Work to be completed - Every record must appear in your reply exactly as written.
Data extract section start
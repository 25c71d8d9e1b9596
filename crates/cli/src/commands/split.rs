//! `tabsplit split` — parse a receipt photo and split it from the
//! terminal, either one-shot (`--command`) or interactively.

use std::path::{Path, PathBuf};

use tokio::io::AsyncBufReadExt;

use tabsplit_config::AppConfig;
use tabsplit_core::extract::ReceiptImage;
use tabsplit_core::receipt::ReceiptData;
use tabsplit_core::settle::Settlement;
use tabsplit_session::{AuditOutcome, BillSession, SharedSession};

pub async fn run(
    image_path: PathBuf,
    commands: Vec<String>,
) -> Result<(), Box<dyn std::error::Error>> {
    let config = AppConfig::load().map_err(|e| format!("Failed to load config: {e}"))?;

    if !config.has_api_key() {
        super::serve::print_api_key_help();
        return Err("No API key found. See above for setup instructions.".into());
    }

    let services = tabsplit_providers::build_from_config(&config)?;
    let session = SharedSession::new(BillSession::new(
        services.extractor,
        services.interpreter,
        services.auditor,
    ));

    let bytes = std::fs::read(&image_path)
        .map_err(|e| format!("Failed to read {}: {e}", image_path.display()))?;
    let image = ReceiptImage::new(bytes, mime_of(&image_path));

    eprint!("  Reading receipt...");
    let receipt = session.load_receipt(&image).await?;
    eprint!("\r                   \r");

    println!();
    println!(
        "  Parsed {} item(s) — {}{:.2} total",
        receipt.items.len(),
        receipt.currency,
        receipt.total
    );
    for item in &receipt.items {
        println!(
            "    [{}] {} ({}{:.2})",
            item.id, item.name, receipt.currency, item.price
        );
    }

    if commands.is_empty() {
        interactive(&session, &receipt).await
    } else {
        for text in commands {
            println!();
            println!("  You > {text}");
            let outcome = session.handle_command(&text).await?;
            println!("  Assistant > {}", outcome.reply);
        }
        let settlement = session.settlement().await?;
        print_settlement(&receipt, &settlement);
        Ok(())
    }
}

async fn interactive(
    session: &SharedSession,
    receipt: &ReceiptData,
) -> Result<(), Box<dyn std::error::Error>> {
    println!();
    println!("  Tell me who had what — e.g. \"the burger was Tom's\" or");
    println!("  \"split the fries between everyone\".");
    println!("  'audit' reviews the split, 'exit' quits.");
    println!();

    let stdin = tokio::io::BufReader::new(tokio::io::stdin());
    let mut lines = stdin.lines();

    prompt();
    while let Some(line) = lines.next_line().await? {
        let text = line.trim();
        match text {
            "" => {}
            "exit" | "quit" => break,
            "audit" => {
                eprint!("  Reviewing...");
                let outcome = session.audit().await?;
                eprint!("\r             \r");
                match outcome {
                    AuditOutcome::Report(report) => {
                        println!();
                        for line in report.lines() {
                            println!("  {line}");
                        }
                        println!();
                    }
                    AuditOutcome::Stale => {
                        println!("  (the bill changed while the audit was running)");
                    }
                }
            }
            _ => match session.handle_command(text).await {
                Ok(outcome) => {
                    println!("  Assistant > {}", outcome.reply);
                    print_settlement(receipt, &outcome.settlement);
                }
                Err(e) => {
                    eprintln!("  [Error] {e}");
                }
            },
        }
        prompt();
    }

    println!();
    println!("  Goodbye!");
    Ok(())
}

fn prompt() {
    use std::io::Write;
    print!("  You > ");
    let _ = std::io::stdout().flush();
}

fn print_settlement(receipt: &ReceiptData, settlement: &Settlement) {
    let cur = &receipt.currency;
    println!();
    for person in &settlement.people {
        println!(
            "  {:<12} subtotal {cur}{:>7.2}   tax {cur}{:>6.2}   tip {cur}{:>6.2}   total {cur}{:>7.2}",
            person.name, person.subtotal, person.tax, person.tip, person.total
        );
        let items: Vec<&str> = person.items.iter().map(|i| i.name.as_str()).collect();
        println!("  {:<12} {}", "", items.join(", "));
    }
    if !settlement.unassigned.is_empty() {
        println!("  Unassigned:");
        for item in &settlement.unassigned {
            println!("    - {} ({cur}{:.2})", item.name, item.price);
        }
    }
    println!(
        "  Assigned {cur}{:.2} of receipt total {cur}{:.2}",
        settlement.assigned_total, receipt.total
    );
    println!();
}

fn mime_of(path: &Path) -> &'static str {
    match path
        .extension()
        .and_then(|e| e.to_str())
        .map(str::to_ascii_lowercase)
        .as_deref()
    {
        Some("png") => "image/png",
        Some("webp") => "image/webp",
        Some("gif") => "image/gif",
        _ => "image/jpeg",
    }
}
Data extract section end
Expected output -
repository 25c71d8d9e1b9596
filename crates/cli/src/commands/split.rs
//! `tabsplit split` — parse a receipt photo and split it from the
//! terminal, either one-shot (`--command`) or interactively.

use std::path::{Path, PathBuf};

use tokio::io::AsyncBufReadExt;

use tabsplit_config::AppConfig;
use tabsplit_core::extract::ReceiptImage;
use tabsplit_core::receipt::ReceiptData;
use tabsplit_core::settle::Settlement;
use tabsplit_session::{AuditOutcome, BillSession, SharedSession};

pub async fn run(
    image_path: PathBuf,
    commands: Vec<String>,
) -> Result<(), Box<dyn std::error::Error>> {
    let config = AppConfig::load().map_err(|e| format!("Failed to load config: {e}"))?;

    if !config.has_api_key() {
        super::serve::print_api_key_help();
        return Err("No API key found. See above for setup instructions.".into());
    }

    let services = tabsplit_providers::build_from_config(&config)?;
    let session = SharedSession::new(BillSession::new(
        services.extractor,
        services.interpreter,
        services.auditor,
    ));

    let bytes = std::fs::read(&image_path)
        .map_err(|e| format!("Failed to read {}: {e}", image_path.display()))?;
    let image = ReceiptImage::new(bytes, mime_of(&image_path));

    eprint!("  Reading receipt...");
    let receipt = session.load_receipt(&image).await?;
    eprint!("\r                   \r");

    println!();
    println!(
        "  Parsed {} item(s) — {}{:.2} total",
        receipt.items.len(),
        receipt.currency,
        receipt.total
    );
    for item in &receipt.items {
        println!(
            "    [{}] {} ({}{:.2})",
            item.id, item.name, receipt.currency, item.price
        );
    }

    if commands.is_empty() {
        interactive(&session, &receipt).await
    } else {
        for text in commands {
            println!();
            println!("  You > {text}");
            let outcome = session.handle_command(&text).await?;
            println!("  Assistant > {}", outcome.reply);
        }
        let settlement = session.settlement().await?;
        print_settlement(&receipt, &settlement);
        Ok(())
    }
}

async fn interactive(
    session: &SharedSession,
    receipt: &ReceiptData,
) -> Result<(), Box<dyn std::error::Error>> {
    println!();
    println!("  Tell me who had what — e.g. \"the burger was Tom's\" or");
    println!("  \"split the fries between everyone\".");
    println!("  'audit' reviews the split, 'exit' quits.");
    println!();

    let stdin = tokio::io::BufReader::new(tokio::io::stdin());
    let mut lines = stdin.lines();

    prompt();
    while let Some(line) = lines.next_line().await? {
        let text = line.trim();
        match text {
            "" => {}
            "exit" | "quit" => break,
            "audit" => {
                eprint!("  Reviewing...");
                let outcome = session.audit().await?;
                eprint!("\r             \r");
                match outcome {
                    AuditOutcome::Report(report) => {
                        println!();
                        for line in report.lines() {
                            println!("  {line}");
                        }
                        println!();
                    }
                    AuditOutcome::Stale => {
                        println!("  (the bill changed while the audit was running)");
                    }
                }
            }
            _ => match session.handle_command(text).await {
                Ok(outcome) => {
                    println!("  Assistant > {}", outcome.reply);
                    print_settlement(receipt, &outcome.settlement);
                }
                Err(e) => {
                    eprintln!("  [Error] {e}");
                }
            },
        }
        prompt();
    }

    println!();
    println!("  Goodbye!");
    Ok(())
}

fn prompt() {
    use std::io::Write;
    print!("  You > ");
    let _ = std::io::stdout().flush();
}

fn print_settlement(receipt: &ReceiptData, settlement: &Settlement) {
    let cur = &receipt.currency;
    println!();
    for person in &settlement.people {
        println!(
            "  {:<12} subtotal {cur}{:>7.2}   tax {cur}{:>6.2}   tip {cur}{:>6.2}   total {cur}{:>7.2}",
            person.name, person.subtotal, person.tax, person.tip, person.total
        );
        let items: Vec<&str> = person.items.iter().map(|i| i.name.as_str()).collect();
        println!("  {:<12} {}", "", items.join(", "));
    }
    if !settlement.unassigned.is_empty() {
        println!("  Unassigned:");
        for item in &settlement.unassigned {
            println!("    - {} ({cur}{:.2})", item.name, item.price);
        }
    }
    println!(
        "  Assigned {cur}{:.2} of receipt total {cur}{:.2}",
        settlement.assigned_total, receipt.total
    );
    println!();
}

fn mime_of(path: &Path) -> &'static str {
    match path
        .extension()
        .and_then(|e| e.to_str())
        .map(str::to_ascii_lowercase)
        .as_deref()
    {
        Some("png") => "image/png",
        Some("webp") => "image/webp",
        Some("gif") => "image/gif",
        _ => "image/jpeg",
    }
}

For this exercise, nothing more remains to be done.